- _Task prompt_
Scan the entries below for the word "enumerate" and copy every line where it turns up.

++++++++

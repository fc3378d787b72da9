//! Composable packing units.
//!
//! An [Arrangeable] is a named node holding rectangles of its own and any number of
//! named children. Arranging a node arranges its children first, then packs its own
//! rectangles together with one footprint per child; when a child's footprint is
//! placed, the child's finished sub-layout is overlaid into the node's matrix. The
//! result is a tree of packing problems solved bottom-up, where each solved child is
//! an opaque block to its parent.
//!
//! # Example
//!
//! ```
//! use page_arrange::{Arrange, Arrangeable, ArrangeConfig, Rect};
//!
//! let mut glossary = Arrangeable::new("glossary", ArrangeConfig::default());
//! glossary.add_rect(Rect::new(40.0, 10.0).with_id("term-1"));
//! glossary.add_rect(Rect::new(35.0, 10.0).with_id("term-2"));
//!
//! let mut page = Arrangeable::new("page", ArrangeConfig::default());
//! page.add_rect(Rect::new(120.0, 80.0).with_id("code"));
//! page.add_child(glossary).expect("unique child name");
//!
//! page.arrange().expect("can arrange");
//! assert_eq!(page.get_rects().len(), 3);
//! ```

mod column;
pub use column::*;

use crate::arrange::{find_slot, ArrangeConfig};
use crate::error::ArrangeError;
use crate::matrix::{AreaMatrix, PlacementMode};
use crate::rect::{Rect, Size};
use crate::units::Pt;
use std::collections::BTreeMap;

/// A unit that can arrange itself and then be composed into a parent layout
pub trait Arrange {
    fn identifier(&self) -> &str;

    /// Compute this unit's layout. Must be called before the layout is read or
    /// overlaid anywhere.
    fn arrange(&mut self) -> Result<(), ArrangeError>;

    /// The matrix holding the most recent layout
    fn matrix(&self) -> &AreaMatrix;

    /// Every rectangle of the layout, flattened and positioned relative to this
    /// unit's own origin
    fn get_rects(&self) -> &[Rect] {
        self.matrix().get_rects()
    }

    /// The footprint this unit occupies once arranged
    fn get_allocated_size(&self) -> Size {
        self.matrix().get_allocated_size()
    }

    /// Transplant the finished layout into `dst` with its origin at the grid cell
    /// (`column`, `row`)
    fn overlay_onto_matrix(
        &self,
        column: usize,
        row: usize,
        dst: &mut AreaMatrix,
    ) -> Result<(), ArrangeError> {
        self.matrix().overlay_matrix(column, row, dst)
    }
}

/// What a single entry of a node's combined placement list refers to
#[derive(Debug, Clone)]
enum Entry {
    Own(usize),
    Child(String),
}

/// A named packing node owning rectangles and child [Arrange]ables, packed with the
/// grow-and-retry bin packer
pub struct Arrangeable {
    identifier: String,
    config: ArrangeConfig,
    rects: Vec<Rect>,
    children: BTreeMap<String, Box<dyn Arrange>>,
    matrix: AreaMatrix,
}

impl Arrangeable {
    pub fn new<S: ToString>(identifier: S, config: ArrangeConfig) -> Arrangeable {
        Arrangeable {
            identifier: identifier.to_string(),
            config,
            rects: Vec::new(),
            children: BTreeMap::new(),
            matrix: AreaMatrix::new(Pt::ZERO, Pt::ZERO),
        }
    }

    pub fn add_rect(&mut self, rect: Rect) -> &mut Self {
        self.rects.push(rect);
        self
    }

    /// Add a child, keyed by its identifier. Identifiers must be unique among siblings.
    pub fn add_child<A: Arrange + 'static>(&mut self, child: A) -> Result<&mut Self, ArrangeError> {
        let name = child.identifier().to_string();
        if self.children.contains_key(&name) {
            return Err(ArrangeError::DuplicateChild(name));
        }
        self.children.insert(name, Box::new(child));
        Ok(self)
    }

    /// This node's own rectangles. After [Arrange::arrange] they carry their final
    /// positions within this node.
    pub fn rects(&self) -> &[Rect] {
        &self.rects
    }

    pub fn child(&self, name: &str) -> Option<&dyn Arrange> {
        self.children.get(name).map(|child| child.as_ref())
    }

    pub fn children(&self) -> impl Iterator<Item = (&str, &dyn Arrange)> {
        self.children
            .iter()
            .map(|(name, child)| (name.as_str(), child.as_ref()))
    }
}

impl Arrange for Arrangeable {
    fn identifier(&self) -> &str {
        &self.identifier
    }

    fn arrange(&mut self) -> Result<(), ArrangeError> {
        for child in self.children.values_mut() {
            child.arrange()?;
        }
        for rect in self.rects.iter() {
            rect.validate()?;
        }

        // own rects plus one footprint-sized placeholder per child
        let mut entries: Vec<(Entry, Rect)> = self
            .rects
            .iter()
            .enumerate()
            .map(|(i, rect)| (Entry::Own(i), rect.clone()))
            .collect();
        for (name, child) in self.children.iter() {
            let footprint = child.get_allocated_size();
            if footprint.is_empty() {
                tracing::debug!("{}: skipping empty child {name}", self.identifier);
                continue;
            }
            entries.push((Entry::Child(name.clone()), Rect::from(footprint).with_id(name)));
        }

        let placeholders: Vec<Rect> = entries.iter().map(|(_, rect)| rect.clone()).collect();
        let order = self.config.placement_order(&placeholders);
        let area: f64 = placeholders.iter().map(Rect::area).sum();

        tracing::debug!(
            "{}: arranging {} rects and {} children",
            self.identifier,
            self.rects.len(),
            self.children.len()
        );

        let children = &self.children;
        // placement index of each own rect in the successful matrix
        let mut own_placements: Vec<(usize, usize)> = Vec::with_capacity(self.rects.len());
        let matrix = self.config.grow_until_fit(area, |matrix| {
            own_placements.clear();
            for &i in order.iter() {
                let (entry, rect) = &entries[i];
                let (column, row) = find_slot(matrix, rect)?;
                match entry {
                    Entry::Own(own) => {
                        let placement = matrix.place_rect(column, row, rect, PlacementMode::Strict)?;
                        own_placements.push((*own, placement.index));
                    }
                    Entry::Child(name) => {
                        if let Some(child) = children.get(name) {
                            child.overlay_onto_matrix(column, row, matrix)?;
                        }
                    }
                }
            }
            Ok(())
        })?;

        for (own, placement) in own_placements {
            let placed = &matrix.get_rects()[placement];
            self.rects[own].x = placed.x;
            self.rects[own].y = placed.y;
        }
        self.matrix = matrix;
        Ok(())
    }

    fn matrix(&self) -> &AreaMatrix {
        &self.matrix
    }
}

#[cfg(test)]
mod tests {
    use super::*;
    use crate::colour::colours;

    fn assert_disjoint(rects: &[Rect]) {
        for (i, a) in rects.iter().enumerate() {
            for b in rects.iter().skip(i + 1) {
                assert!(!a.intersects(b), "{a:?} overlaps {b:?}");
            }
        }
    }

    #[test]
    fn leaf_arranges_like_the_flat_packer() {
        let mut leaf = Arrangeable::new("leaf", ArrangeConfig::default());
        leaf.add_rect(Rect::new(100.0, 200.0).with_id("a"))
            .add_rect(Rect::new(20.0, 20.0).with_id("b"));
        leaf.arrange().expect("can arrange");

        assert_eq!(leaf.get_rects().len(), 2);
        assert_disjoint(leaf.get_rects());
        // the larger rectangle goes first, into the top-left corner
        assert_eq!((leaf.rects()[0].x, leaf.rects()[0].y), (Pt(0.0), Pt(0.0)));
        let size = leaf.get_allocated_size();
        for rect in leaf.rects() {
            assert!(size.width.covers(rect.right()));
            assert!(size.height.covers(rect.bottom()));
        }
    }

    #[test]
    fn child_rects_keep_their_relative_offsets() {
        let mut child = Arrangeable::new("child", ArrangeConfig::default());
        child
            .add_rect(Rect::new(30.0, 30.0).with_id("c1").with_colour(colours::RED))
            .add_rect(Rect::new(10.0, 10.0).with_id("c2"));

        let mut parent = Arrangeable::new("parent", ArrangeConfig::default());
        parent.add_rect(Rect::new(200.0, 100.0).with_id("p1"));
        parent.add_child(child).expect("unique");
        parent.arrange().expect("can arrange");

        let child = parent.child("child").expect("child exists");
        let within_child: Vec<Rect> = child.get_rects().to_vec();
        let rects = parent.get_rects();
        assert_eq!(rects.len(), 3);
        assert_disjoint(rects);

        let find = |id: &str| {
            rects
                .iter()
                .find(|r| r.id.as_deref() == Some(id))
                .expect("rect is present")
        };
        let c1 = find("c1");
        let c2 = find("c2");
        let local1 = within_child.iter().find(|r| r.id.as_deref() == Some("c1")).unwrap();
        let local2 = within_child.iter().find(|r| r.id.as_deref() == Some("c2")).unwrap();

        // both child rects are shifted by the same slot origin
        let dx = c1.x - local1.x;
        let dy = c1.y - local1.y;
        assert!((c2.x - local2.x).approx_eq(dx));
        assert!((c2.y - local2.y).approx_eq(dy));
        assert_eq!(c1.colour, Some(colours::RED));
    }

    #[test]
    fn duplicate_children_are_rejected() {
        let mut parent = Arrangeable::new("parent", ArrangeConfig::default());
        parent
            .add_child(Arrangeable::new("x", ArrangeConfig::default()))
            .expect("first is fine");
        let result = parent.add_child(Arrangeable::new("x", ArrangeConfig::default()));
        assert!(matches!(result, Err(ArrangeError::DuplicateChild(name)) if name == "x"));
    }

    #[test]
    fn empty_children_are_skipped() {
        let mut parent = Arrangeable::new("parent", ArrangeConfig::default());
        parent.add_rect(Rect::new(10.0, 10.0));
        parent
            .add_child(Arrangeable::new("empty", ArrangeConfig::default()))
            .expect("unique");
        parent.arrange().expect("can arrange");
        assert_eq!(parent.get_rects().len(), 1);
        assert_eq!(parent.get_allocated_size(), Size::new(10.0, 10.0));
    }

    #[test]
    fn three_levels_deep() {
        let mut leaf = Arrangeable::new("leaf", ArrangeConfig::default());
        leaf.add_rect(Rect::new(5.0, 8.0)).add_rect(Rect::new(8.0, 5.0));
        let mut middle = Arrangeable::new("middle", ArrangeConfig::default());
        middle.add_rect(Rect::new(20.0, 12.0));
        middle.add_child(leaf).expect("unique");
        let mut root = Arrangeable::new("root", ArrangeConfig::default());
        root.add_rect(Rect::new(40.0, 30.0));
        root.add_child(middle).expect("unique");

        root.arrange().expect("can arrange");
        assert_eq!(root.get_rects().len(), 5);
        assert_disjoint(root.get_rects());
    }
}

++++++++

- _Result_
            .enumerate()
        for (i, a) in rects.iter().enumerate() {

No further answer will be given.